(DATASET begins)
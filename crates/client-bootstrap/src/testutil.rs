//! Scripted backend used by the orchestrator tests.

use std::{
    collections::HashMap,
    sync::{
        Arc, Mutex,
        atomic::{AtomicUsize, Ordering},
    },
};

use async_trait::async_trait;
use client_core::{BackendRpc, ChatPreview, RawTimestamp, RpcError, ServerInfo};
use tokio::sync::Notify;

pub(crate) fn test_server_info(version: &str) -> ServerInfo {
    ServerInfo {
        server_version: Some(version.to_owned()),
        os_version: Some("14.1".to_owned()),
        api_root: Some("https://imsg.example.com:1234/api/v1".to_owned()),
        auth_key: Some("auth-key".to_owned()),
        proxy_service: None,
        private_api: true,
    }
}

pub(crate) fn chat(guid: &str, title: Option<&str>, last_at: Option<RawTimestamp>) -> ChatPreview {
    ChatPreview {
        guid: guid.to_owned(),
        title: title.map(str::to_owned),
        participant_names: vec!["Alice Example".to_owned()],
        last_message_text: Some("hello".to_owned()),
        last_message_at: last_at,
        last_message_from_me: false,
        unread: false,
    }
}

/// Per-procedure call counters.
#[derive(Debug, Default)]
pub(crate) struct CallCounts {
    pub setup: AtomicUsize,
    pub complete_setup: AtomicUsize,
    pub auto_connect: AtomicUsize,
    pub connect: AtomicUsize,
    pub server_info: AtomicUsize,
    pub synced: AtomicUsize,
    pub avatar_get: AtomicUsize,
    pub avatar_sync: AtomicUsize,
    pub chats: AtomicUsize,
}

/// Backend stub with scripted per-procedure results.
///
/// `avatar_results` is a queue: each `get_all_avatars` call consumes the
/// front entry until one remains, which then repeats. Optional gates hold a
/// call open until notified, for overlap tests.
pub(crate) struct StubBackend {
    pub setup_complete: Mutex<Result<bool, RpcError>>,
    pub auto_connect: Mutex<Result<Option<ServerInfo>, RpcError>>,
    pub connect: Mutex<Result<ServerInfo, RpcError>>,
    pub server_info: Mutex<Result<ServerInfo, RpcError>>,
    pub synced: Mutex<Result<bool, RpcError>>,
    pub avatar_results: Mutex<Vec<Result<HashMap<String, String>, RpcError>>>,
    pub avatar_sync: Mutex<Result<u32, RpcError>>,
    pub chats: Mutex<Result<Vec<ChatPreview>, RpcError>>,
    pub last_connect: Mutex<Option<(String, String)>>,
    pub avatar_gate: Mutex<Option<Arc<Notify>>>,
    pub connect_gate: Mutex<Option<Arc<Notify>>>,
    pub calls: CallCounts,
}

impl Default for StubBackend {
    fn default() -> Self {
        Self {
            setup_complete: Mutex::new(Ok(true)),
            auto_connect: Mutex::new(Ok(None)),
            connect: Mutex::new(Ok(test_server_info("13.2.1"))),
            server_info: Mutex::new(Ok(test_server_info("13.2.1"))),
            synced: Mutex::new(Ok(true)),
            avatar_results: Mutex::new(vec![Ok(HashMap::new())]),
            avatar_sync: Mutex::new(Ok(0)),
            chats: Mutex::new(Ok(Vec::new())),
            last_connect: Mutex::new(None),
            avatar_gate: Mutex::new(None),
            connect_gate: Mutex::new(None),
            calls: CallCounts::default(),
        }
    }
}

impl StubBackend {
    pub(crate) fn avatar_entries(pairs: &[(&str, &str)]) -> HashMap<String, String> {
        pairs
            .iter()
            .map(|(k, v)| ((*k).to_owned(), (*v).to_owned()))
            .collect()
    }
}

#[async_trait]
impl BackendRpc for StubBackend {
    async fn check_setup_complete(&self) -> Result<bool, RpcError> {
        self.calls.setup.fetch_add(1, Ordering::SeqCst);
        self.setup_complete.lock().expect("stub lock").clone()
    }

    async fn complete_setup(&self) -> Result<(), RpcError> {
        self.calls.complete_setup.fetch_add(1, Ordering::SeqCst);
        *self.setup_complete.lock().expect("stub lock") = Ok(true);
        Ok(())
    }

    async fn auto_connect(&self) -> Result<Option<ServerInfo>, RpcError> {
        self.calls.auto_connect.fetch_add(1, Ordering::SeqCst);
        self.auto_connect.lock().expect("stub lock").clone()
    }

    async fn connect(&self, address: &str, credential: &str) -> Result<ServerInfo, RpcError> {
        self.calls.connect.fetch_add(1, Ordering::SeqCst);
        let gate = self.connect_gate.lock().expect("stub lock").clone();
        if let Some(gate) = gate {
            gate.notified().await;
        }
        *self.last_connect.lock().expect("stub lock") =
            Some((address.to_owned(), credential.to_owned()));
        self.connect.lock().expect("stub lock").clone()
    }

    async fn server_info(&self) -> Result<ServerInfo, RpcError> {
        self.calls.server_info.fetch_add(1, Ordering::SeqCst);
        self.server_info.lock().expect("stub lock").clone()
    }

    async fn check_messages_synced(&self) -> Result<bool, RpcError> {
        self.calls.synced.fetch_add(1, Ordering::SeqCst);
        self.synced.lock().expect("stub lock").clone()
    }

    async fn get_all_avatars(&self) -> Result<HashMap<String, String>, RpcError> {
        self.calls.avatar_get.fetch_add(1, Ordering::SeqCst);
        let gate = self.avatar_gate.lock().expect("stub lock").clone();
        if let Some(gate) = gate {
            gate.notified().await;
        }
        let mut queue = self.avatar_results.lock().expect("stub lock");
        if queue.len() > 1 {
            queue.remove(0)
        } else {
            queue[0].clone()
        }
    }

    async fn sync_avatars(&self) -> Result<u32, RpcError> {
        self.calls.avatar_sync.fetch_add(1, Ordering::SeqCst);
        self.avatar_sync.lock().expect("stub lock").clone()
    }

    async fn refresh_chats(&self, _limit: u32) -> Result<Vec<ChatPreview>, RpcError> {
        self.calls.chats.fetch_add(1, Ordering::SeqCst);
        self.chats.lock().expect("stub lock").clone()
    }
}
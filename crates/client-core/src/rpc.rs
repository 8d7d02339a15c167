use std::collections::HashMap;

use async_trait::async_trait;

use crate::{
    error::RpcError,
    types::{ChatPreview, ServerInfo},
};

/// Procedure surface of the local backend process.
///
/// Every call is a single attempt; retry policy belongs to callers. The
/// bootstrap path converts failures into safe default states instead of
/// propagating them.
#[async_trait]
pub trait BackendRpc: Send + Sync {
    /// Whether first-run setup finished previously.
    async fn check_setup_complete(&self) -> Result<bool, RpcError>;

    /// Persist the first-run setup as finished.
    async fn complete_setup(&self) -> Result<(), RpcError>;

    /// Reconnect using credentials the backend stored on a prior connect.
    ///
    /// `None` means no stored credentials were available.
    async fn auto_connect(&self) -> Result<Option<ServerInfo>, RpcError>;

    /// Establish a server session with an explicit address and credential.
    async fn connect(&self, address: &str, credential: &str) -> Result<ServerInfo, RpcError>;

    /// Re-fetch the capability snapshot for the current session.
    async fn server_info(&self) -> Result<ServerInfo, RpcError>;

    /// Whether the message backlog was synchronized at least once.
    async fn check_messages_synced(&self) -> Result<bool, RpcError>;

    /// Read all locally stored contact avatars as address → data URI.
    async fn get_all_avatars(&self) -> Result<HashMap<String, String>, RpcError>;

    /// Pull contact avatars from the server into the backend's local store.
    ///
    /// Returns the number of avatars stored.
    async fn sync_avatars(&self) -> Result<u32, RpcError>;

    /// Refresh the chat list from the server and return previews with
    /// re-resolved participant names.
    async fn refresh_chats(&self, limit: u32) -> Result<Vec<ChatPreview>, RpcError>;
}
(DATASET ends)
=== ACTION ITEM ===
Repeat exactly, and only, the lines from the line containing "async fn server_info(&self) -> Result<ServerInfo, RpcError>;" through the last line of the records above, both included.

=== EXERCISE RESULT ===
    async fn server_info(&self) -> Result<ServerInfo, RpcError>;

    /// Whether the message backlog was synchronized at least once.
    async fn check_messages_synced(&self) -> Result<bool, RpcError>;

    /// Read all locally stored contact avatars as address → data URI.
    async fn get_all_avatars(&self) -> Result<HashMap<String, String>, RpcError>;

    /// Pull contact avatars from the server into the backend's local store.
    ///
    /// Returns the number of avatars stored.
    async fn sync_avatars(&self) -> Result<u32, RpcError>;

    /// Refresh the chat list from the server and return previews with
    /// re-resolved participant names.
    async fn refresh_chats(&self, limit: u32) -> Result<Vec<ChatPreview>, RpcError>;
}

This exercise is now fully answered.